WHAT THE TASK ASKS: Find the word "Iban" in the records below. List each line containing it.

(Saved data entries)
--- --- ---

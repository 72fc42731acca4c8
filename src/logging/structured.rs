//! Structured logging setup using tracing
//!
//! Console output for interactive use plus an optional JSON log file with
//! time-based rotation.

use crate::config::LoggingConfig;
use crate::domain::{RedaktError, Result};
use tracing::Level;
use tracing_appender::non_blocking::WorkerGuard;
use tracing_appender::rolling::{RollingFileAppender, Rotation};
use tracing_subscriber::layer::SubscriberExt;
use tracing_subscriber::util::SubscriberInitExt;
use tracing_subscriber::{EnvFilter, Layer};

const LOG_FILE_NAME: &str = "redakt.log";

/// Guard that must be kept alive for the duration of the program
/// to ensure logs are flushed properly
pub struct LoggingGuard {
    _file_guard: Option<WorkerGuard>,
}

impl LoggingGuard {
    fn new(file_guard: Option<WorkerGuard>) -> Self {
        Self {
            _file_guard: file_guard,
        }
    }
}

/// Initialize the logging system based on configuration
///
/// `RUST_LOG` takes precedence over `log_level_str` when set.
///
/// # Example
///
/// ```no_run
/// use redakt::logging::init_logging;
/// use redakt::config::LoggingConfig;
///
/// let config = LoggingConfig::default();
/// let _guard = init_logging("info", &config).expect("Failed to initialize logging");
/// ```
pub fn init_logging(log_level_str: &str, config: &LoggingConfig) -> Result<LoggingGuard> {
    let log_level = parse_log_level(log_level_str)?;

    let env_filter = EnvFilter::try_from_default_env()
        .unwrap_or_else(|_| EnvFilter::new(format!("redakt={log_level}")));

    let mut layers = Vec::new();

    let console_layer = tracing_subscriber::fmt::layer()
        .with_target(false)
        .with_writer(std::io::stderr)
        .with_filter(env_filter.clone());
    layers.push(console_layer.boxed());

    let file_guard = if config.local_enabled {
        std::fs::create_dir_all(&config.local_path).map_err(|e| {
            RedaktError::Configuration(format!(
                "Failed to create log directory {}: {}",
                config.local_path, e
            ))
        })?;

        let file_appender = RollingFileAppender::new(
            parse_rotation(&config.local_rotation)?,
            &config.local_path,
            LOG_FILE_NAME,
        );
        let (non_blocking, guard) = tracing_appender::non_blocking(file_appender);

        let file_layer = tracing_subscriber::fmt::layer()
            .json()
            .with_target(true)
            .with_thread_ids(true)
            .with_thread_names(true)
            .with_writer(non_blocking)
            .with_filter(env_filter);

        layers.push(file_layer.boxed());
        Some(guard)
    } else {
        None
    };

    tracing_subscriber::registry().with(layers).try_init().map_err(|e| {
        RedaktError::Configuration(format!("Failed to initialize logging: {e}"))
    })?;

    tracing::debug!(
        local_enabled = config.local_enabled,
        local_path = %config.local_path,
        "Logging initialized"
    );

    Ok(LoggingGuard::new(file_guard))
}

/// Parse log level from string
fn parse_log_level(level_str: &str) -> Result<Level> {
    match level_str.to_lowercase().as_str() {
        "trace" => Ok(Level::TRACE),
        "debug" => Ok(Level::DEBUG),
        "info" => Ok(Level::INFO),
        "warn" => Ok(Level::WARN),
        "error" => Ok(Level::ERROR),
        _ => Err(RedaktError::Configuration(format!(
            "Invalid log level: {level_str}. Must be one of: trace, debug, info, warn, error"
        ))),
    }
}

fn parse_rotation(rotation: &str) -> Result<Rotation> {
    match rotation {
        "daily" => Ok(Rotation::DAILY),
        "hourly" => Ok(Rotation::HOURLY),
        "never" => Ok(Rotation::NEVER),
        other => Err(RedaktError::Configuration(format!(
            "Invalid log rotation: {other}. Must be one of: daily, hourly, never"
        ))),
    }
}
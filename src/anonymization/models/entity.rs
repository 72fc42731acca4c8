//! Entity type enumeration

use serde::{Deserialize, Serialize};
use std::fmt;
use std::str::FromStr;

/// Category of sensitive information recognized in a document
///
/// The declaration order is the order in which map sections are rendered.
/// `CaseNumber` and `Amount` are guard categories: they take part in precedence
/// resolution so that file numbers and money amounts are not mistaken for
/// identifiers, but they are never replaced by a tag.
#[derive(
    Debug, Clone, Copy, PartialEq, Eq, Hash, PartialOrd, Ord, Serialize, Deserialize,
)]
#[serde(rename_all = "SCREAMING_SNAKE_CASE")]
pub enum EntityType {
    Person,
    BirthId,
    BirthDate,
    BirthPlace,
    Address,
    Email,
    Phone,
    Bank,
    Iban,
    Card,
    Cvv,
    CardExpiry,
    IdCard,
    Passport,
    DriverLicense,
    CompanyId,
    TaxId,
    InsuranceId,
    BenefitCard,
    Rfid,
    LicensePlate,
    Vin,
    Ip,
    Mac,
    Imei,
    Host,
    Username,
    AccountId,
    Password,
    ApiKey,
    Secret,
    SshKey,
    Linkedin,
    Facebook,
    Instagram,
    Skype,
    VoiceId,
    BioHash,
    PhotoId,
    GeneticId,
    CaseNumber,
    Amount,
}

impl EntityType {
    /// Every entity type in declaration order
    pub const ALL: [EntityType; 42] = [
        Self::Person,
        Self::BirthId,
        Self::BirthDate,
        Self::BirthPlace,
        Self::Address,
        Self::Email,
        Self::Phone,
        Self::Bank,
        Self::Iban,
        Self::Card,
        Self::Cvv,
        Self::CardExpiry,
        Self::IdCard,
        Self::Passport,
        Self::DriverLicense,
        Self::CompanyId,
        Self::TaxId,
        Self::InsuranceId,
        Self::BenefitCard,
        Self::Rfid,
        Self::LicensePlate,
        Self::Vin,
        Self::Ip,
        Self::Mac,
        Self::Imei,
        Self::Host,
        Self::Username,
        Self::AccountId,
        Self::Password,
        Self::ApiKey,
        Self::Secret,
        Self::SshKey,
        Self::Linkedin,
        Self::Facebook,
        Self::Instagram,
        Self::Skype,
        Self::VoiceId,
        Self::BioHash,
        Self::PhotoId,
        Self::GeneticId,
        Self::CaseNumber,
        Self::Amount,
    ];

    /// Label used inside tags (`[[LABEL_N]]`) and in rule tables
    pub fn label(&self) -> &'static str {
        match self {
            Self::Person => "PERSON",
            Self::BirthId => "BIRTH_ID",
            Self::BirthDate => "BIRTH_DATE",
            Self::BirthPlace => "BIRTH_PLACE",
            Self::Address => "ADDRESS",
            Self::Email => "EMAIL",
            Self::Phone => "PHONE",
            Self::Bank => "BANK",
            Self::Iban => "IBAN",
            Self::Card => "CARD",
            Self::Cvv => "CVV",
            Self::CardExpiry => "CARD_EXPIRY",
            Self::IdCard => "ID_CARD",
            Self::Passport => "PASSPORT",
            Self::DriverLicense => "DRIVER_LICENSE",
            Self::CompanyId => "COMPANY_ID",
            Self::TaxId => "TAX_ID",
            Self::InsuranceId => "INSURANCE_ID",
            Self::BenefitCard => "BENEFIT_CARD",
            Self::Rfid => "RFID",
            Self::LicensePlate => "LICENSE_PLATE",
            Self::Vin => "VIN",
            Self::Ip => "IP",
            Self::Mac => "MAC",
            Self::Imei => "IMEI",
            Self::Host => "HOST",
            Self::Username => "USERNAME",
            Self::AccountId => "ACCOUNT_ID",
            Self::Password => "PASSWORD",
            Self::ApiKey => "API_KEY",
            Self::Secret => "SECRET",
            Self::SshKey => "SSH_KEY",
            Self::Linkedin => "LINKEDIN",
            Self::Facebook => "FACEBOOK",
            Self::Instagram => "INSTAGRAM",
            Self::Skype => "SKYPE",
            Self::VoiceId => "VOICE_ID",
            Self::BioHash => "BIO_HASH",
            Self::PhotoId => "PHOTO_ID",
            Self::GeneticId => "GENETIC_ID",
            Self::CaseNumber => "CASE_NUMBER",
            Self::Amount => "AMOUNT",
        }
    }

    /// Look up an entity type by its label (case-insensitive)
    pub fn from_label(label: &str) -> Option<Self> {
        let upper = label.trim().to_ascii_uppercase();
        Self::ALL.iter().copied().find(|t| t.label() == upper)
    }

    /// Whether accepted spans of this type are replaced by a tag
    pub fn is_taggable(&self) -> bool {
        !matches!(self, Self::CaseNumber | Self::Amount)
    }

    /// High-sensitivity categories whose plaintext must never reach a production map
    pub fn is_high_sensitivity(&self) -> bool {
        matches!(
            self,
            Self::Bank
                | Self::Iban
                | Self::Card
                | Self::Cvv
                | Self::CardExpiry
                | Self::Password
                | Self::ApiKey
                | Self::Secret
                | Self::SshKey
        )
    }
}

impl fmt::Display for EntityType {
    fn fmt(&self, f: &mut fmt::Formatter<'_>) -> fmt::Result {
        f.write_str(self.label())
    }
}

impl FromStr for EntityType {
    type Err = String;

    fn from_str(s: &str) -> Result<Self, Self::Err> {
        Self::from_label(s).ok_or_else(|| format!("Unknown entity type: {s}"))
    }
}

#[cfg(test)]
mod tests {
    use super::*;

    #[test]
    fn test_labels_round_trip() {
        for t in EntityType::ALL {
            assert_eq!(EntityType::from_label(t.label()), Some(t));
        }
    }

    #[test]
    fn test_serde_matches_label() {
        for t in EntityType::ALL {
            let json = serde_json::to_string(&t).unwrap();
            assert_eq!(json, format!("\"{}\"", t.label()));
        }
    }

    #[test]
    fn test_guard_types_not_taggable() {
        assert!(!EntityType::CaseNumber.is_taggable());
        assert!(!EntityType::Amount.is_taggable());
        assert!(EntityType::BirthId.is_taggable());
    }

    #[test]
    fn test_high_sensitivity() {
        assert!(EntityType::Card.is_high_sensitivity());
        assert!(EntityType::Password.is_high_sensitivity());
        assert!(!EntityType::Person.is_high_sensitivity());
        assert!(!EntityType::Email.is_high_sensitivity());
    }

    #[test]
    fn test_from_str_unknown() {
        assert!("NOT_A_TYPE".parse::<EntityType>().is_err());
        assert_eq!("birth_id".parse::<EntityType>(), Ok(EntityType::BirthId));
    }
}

--- --- ---

TASK RESULT:
    Iban,
        Self::Iban,
            Self::Iban => "IBAN",
                | Self::Iban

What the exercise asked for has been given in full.